WHAT IS BEING ASKED: The answer is the full set of records below, transcribed exactly.

EXTRACTED INFORMATION:
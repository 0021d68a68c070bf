// Copyright 2021 System76 <info@system76.com>
// SPDX-License-Identifier: LGPL-3.0-only

//! Execution of external storage tools.
//!
//! Every tool invocation in the crate goes through a [`CommandRunner`], so that the
//! sequencing logic can be exercised without touching real devices. Secrets are only
//! ever written to the child's standard input.

use crate::errors::{OperationError, Result};
use cradle::prelude::*;
use secstr::SecStr;
use std::fmt;
use std::fs::OpenOptions;
use std::io::Write;
use std::path::{Path, PathBuf};

/// A single invocation of an external program.
#[derive(Clone)]
pub struct ToolCommand {
    pub program: String,
    pub args: Vec<String>,
    pub env: Vec<(String, String)>,
    pub stdin: Option<SecStr>,
}

impl ToolCommand {
    pub fn new(program: &str) -> Self {
        Self {
            program: program.to_owned(),
            args: Vec::new(),
            env: Vec::new(),
            stdin: None,
        }
    }

    pub fn arg(mut self, arg: impl AsRef<str>) -> Self {
        self.args.push(arg.as_ref().to_owned());
        self
    }

    pub fn args<I, S>(mut self, args: I) -> Self
    where
        I: IntoIterator<Item = S>,
        S: AsRef<str>,
    {
        self.args.extend(args.into_iter().map(|a| a.as_ref().to_owned()));
        self
    }

    pub fn path_arg(self, path: &Path) -> Self {
        let arg = path.to_string_lossy().into_owned();
        self.arg(arg)
    }

    pub fn env(mut self, key: &str, value: impl AsRef<str>) -> Self {
        self.env.push((key.to_owned(), value.as_ref().to_owned()));
        self
    }

    /// Feeds `secret` followed by a newline to the child's stdin.
    pub fn secret(mut self, secret: &SecStr) -> Self {
        let mut bytes = Vec::with_capacity(secret.unsecure().len() + 1);
        bytes.extend_from_slice(secret.unsecure());
        bytes.push(b'\n');
        self.stdin = Some(SecStr::new(bytes));
        self
    }
}

impl fmt::Display for ToolCommand {
    fn fmt(&self, f: &mut fmt::Formatter<'_>) -> fmt::Result {
        f.write_str(&self.program)?;
        for arg in &self.args {
            write!(f, " {}", arg)?;
        }
        Ok(())
    }
}

impl fmt::Debug for ToolCommand {
    fn fmt(&self, f: &mut fmt::Formatter<'_>) -> fmt::Result {
        f.debug_struct("ToolCommand")
            .field("program", &self.program)
            .field("args", &self.args)
            .field("env", &self.env)
            .field("stdin", &self.stdin.as_ref().map(|_| "<secret>"))
            .finish()
    }
}

#[derive(Clone, Debug, Default, PartialEq, Eq)]
pub struct ToolOutput {
    pub status: i32,
    pub stdout: String,
    pub stderr: String,
}

impl ToolOutput {
    pub fn success(&self) -> bool {
        self.status == 0
    }
}

/// Blocks until the external program exits.
pub trait CommandRunner: Send + Sync {
    fn run(&self, command: &ToolCommand) -> Result<ToolOutput>;
}

/// Runs `command` and converts a non-zero exit into an error.
pub fn run_checked(runner: &dyn CommandRunner, command: &ToolCommand) -> Result<ToolOutput> {
    let output = runner.run(command)?;
    if output.success() {
        Ok(output)
    } else {
        tracing::error!("{} exited with status {}", command, output.status);
        Err(OperationError::Command {
            program: command.program.clone(),
            status: output.status,
            stderr: output.stderr.trim().to_owned(),
        })
    }
}

/// Spawns real processes, appending their output to `<log_dir>/<program>.log`.
pub struct SystemRunner {
    log_dir: PathBuf,
}

impl SystemRunner {
    pub fn new(log_dir: impl Into<PathBuf>) -> Self {
        Self {
            log_dir: log_dir.into(),
        }
    }

    fn log_output(&self, command: &ToolCommand, output: &ToolOutput) {
        let program = Path::new(&command.program)
            .file_name()
            .map(|name| name.to_string_lossy().into_owned())
            .unwrap_or_else(|| command.program.clone());

        let path = self.log_dir.join(format!("{}.log", program));
        let file = OpenOptions::new().create(true).append(true).open(&path);

        let mut file = match file {
            Ok(file) => file,
            Err(why) => {
                tracing::warn!("unable to open tool log {:?}: {}", path, why);
                return;
            }
        };

        let _ = writeln!(file, "Running... {}", command);
        let _ = file.write_all(output.stdout.as_bytes());
        let _ = file.write_all(output.stderr.as_bytes());
        let _ = writeln!(file, "exit status: {}", output.status);
    }
}

impl CommandRunner for SystemRunner {
    fn run(&self, command: &ToolCommand) -> Result<ToolOutput> {
        tracing::info!("running {}", command);

        let stdin: Vec<u8> = command
            .stdin
            .as_ref()
            .map(|secret| secret.unsecure().to_vec())
            .unwrap_or_default();

        let env: Vec<Env<String, String>> = command
            .env
            .iter()
            .map(|(key, value)| Env(key.clone(), value.clone()))
            .collect();

        let result: std::result::Result<(Status, StdoutUntrimmed, Stderr), cradle::Error> = run_result!(
            command.program.clone(),
            command.args.clone(),
            env,
            Stdin(stdin)
        );

        let (Status(status), StdoutUntrimmed(stdout), Stderr(stderr)) =
            result.map_err(|why| OperationError::Spawn {
                program: command.program.clone(),
                why: why.to_string(),
            })?;

        let output = ToolOutput {
            status: status.code().unwrap_or(-1),
            stdout,
            stderr,
        };

        self.log_output(command, &output);
        Ok(output)
    }
}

REPLY TO THE EXERCISE:
repository 0021d68a68c070bf
// Copyright 2021 System76 <info@system76.com>
// SPDX-License-Identifier: LGPL-3.0-only

//! Execution of external storage tools.
//!
//! Every tool invocation in the crate goes through a [`CommandRunner`], so that the
//! sequencing logic can be exercised without touching real devices. Secrets are only
//! ever written to the child's standard input.

use crate::errors::{OperationError, Result};
use cradle::prelude::*;
use secstr::SecStr;
use std::fmt;
use std::fs::OpenOptions;
use std::io::Write;
use std::path::{Path, PathBuf};

/// A single invocation of an external program.
#[derive(Clone)]
pub struct ToolCommand {
    pub program: String,
    pub args: Vec<String>,
    pub env: Vec<(String, String)>,
    pub stdin: Option<SecStr>,
}

impl ToolCommand {
    pub fn new(program: &str) -> Self {
        Self {
            program: program.to_owned(),
            args: Vec::new(),
            env: Vec::new(),
            stdin: None,
        }
    }

    pub fn arg(mut self, arg: impl AsRef<str>) -> Self {
        self.args.push(arg.as_ref().to_owned());
        self
    }

    pub fn args<I, S>(mut self, args: I) -> Self
    where
        I: IntoIterator<Item = S>,
        S: AsRef<str>,
    {
        self.args.extend(args.into_iter().map(|a| a.as_ref().to_owned()));
        self
    }

    pub fn path_arg(self, path: &Path) -> Self {
        let arg = path.to_string_lossy().into_owned();
        self.arg(arg)
    }

    pub fn env(mut self, key: &str, value: impl AsRef<str>) -> Self {
        self.env.push((key.to_owned(), value.as_ref().to_owned()));
        self
    }

    /// Feeds `secret` followed by a newline to the child's stdin.
    pub fn secret(mut self, secret: &SecStr) -> Self {
        let mut bytes = Vec::with_capacity(secret.unsecure().len() + 1);
        bytes.extend_from_slice(secret.unsecure());
        bytes.push(b'\n');
        self.stdin = Some(SecStr::new(bytes));
        self
    }
}

impl fmt::Display for ToolCommand {
    fn fmt(&self, f: &mut fmt::Formatter<'_>) -> fmt::Result {
        f.write_str(&self.program)?;
        for arg in &self.args {
            write!(f, " {}", arg)?;
        }
        Ok(())
    }
}

impl fmt::Debug for ToolCommand {
    fn fmt(&self, f: &mut fmt::Formatter<'_>) -> fmt::Result {
        f.debug_struct("ToolCommand")
            .field("program", &self.program)
            .field("args", &self.args)
            .field("env", &self.env)
            .field("stdin", &self.stdin.as_ref().map(|_| "<secret>"))
            .finish()
    }
}

#[derive(Clone, Debug, Default, PartialEq, Eq)]
pub struct ToolOutput {
    pub status: i32,
    pub stdout: String,
    pub stderr: String,
}

impl ToolOutput {
    pub fn success(&self) -> bool {
        self.status == 0
    }
}

/// Blocks until the external program exits.
pub trait CommandRunner: Send + Sync {
    fn run(&self, command: &ToolCommand) -> Result<ToolOutput>;
}

/// Runs `command` and converts a non-zero exit into an error.
pub fn run_checked(runner: &dyn CommandRunner, command: &ToolCommand) -> Result<ToolOutput> {
    let output = runner.run(command)?;
    if output.success() {
        Ok(output)
    } else {
        tracing::error!("{} exited with status {}", command, output.status);
        Err(OperationError::Command {
            program: command.program.clone(),
            status: output.status,
            stderr: output.stderr.trim().to_owned(),
        })
    }
}

/// Spawns real processes, appending their output to `<log_dir>/<program>.log`.
pub struct SystemRunner {
    log_dir: PathBuf,
}

impl SystemRunner {
    pub fn new(log_dir: impl Into<PathBuf>) -> Self {
        Self {
            log_dir: log_dir.into(),
        }
    }

    fn log_output(&self, command: &ToolCommand, output: &ToolOutput) {
        let program = Path::new(&command.program)
            .file_name()
            .map(|name| name.to_string_lossy().into_owned())
            .unwrap_or_else(|| command.program.clone());

        let path = self.log_dir.join(format!("{}.log", program));
        let file = OpenOptions::new().create(true).append(true).open(&path);

        let mut file = match file {
            Ok(file) => file,
            Err(why) => {
                tracing::warn!("unable to open tool log {:?}: {}", path, why);
                return;
            }
        };

        let _ = writeln!(file, "Running... {}", command);
        let _ = file.write_all(output.stdout.as_bytes());
        let _ = file.write_all(output.stderr.as_bytes());
        let _ = writeln!(file, "exit status: {}", output.status);
    }
}

impl CommandRunner for SystemRunner {
    fn run(&self, command: &ToolCommand) -> Result<ToolOutput> {
        tracing::info!("running {}", command);

        let stdin: Vec<u8> = command
            .stdin
            .as_ref()
            .map(|secret| secret.unsecure().to_vec())
            .unwrap_or_default();

        let env: Vec<Env<String, String>> = command
            .env
            .iter()
            .map(|(key, value)| Env(key.clone(), value.clone()))
            .collect();

        let result: std::result::Result<(Status, StdoutUntrimmed, Stderr), cradle::Error> = run_result!(
            command.program.clone(),
            command.args.clone(),
            env,
            Stdin(stdin)
        );

        let (Status(status), StdoutUntrimmed(stdout), Stderr(stderr)) =
            result.map_err(|why| OperationError::Spawn {
                program: command.program.clone(),
                why: why.to_string(),
            })?;

        let output = ToolOutput {
            status: status.code().unwrap_or(-1),
            stdout,
            stderr,
        };

        self.log_output(command, &output);
        Ok(output)
    }
}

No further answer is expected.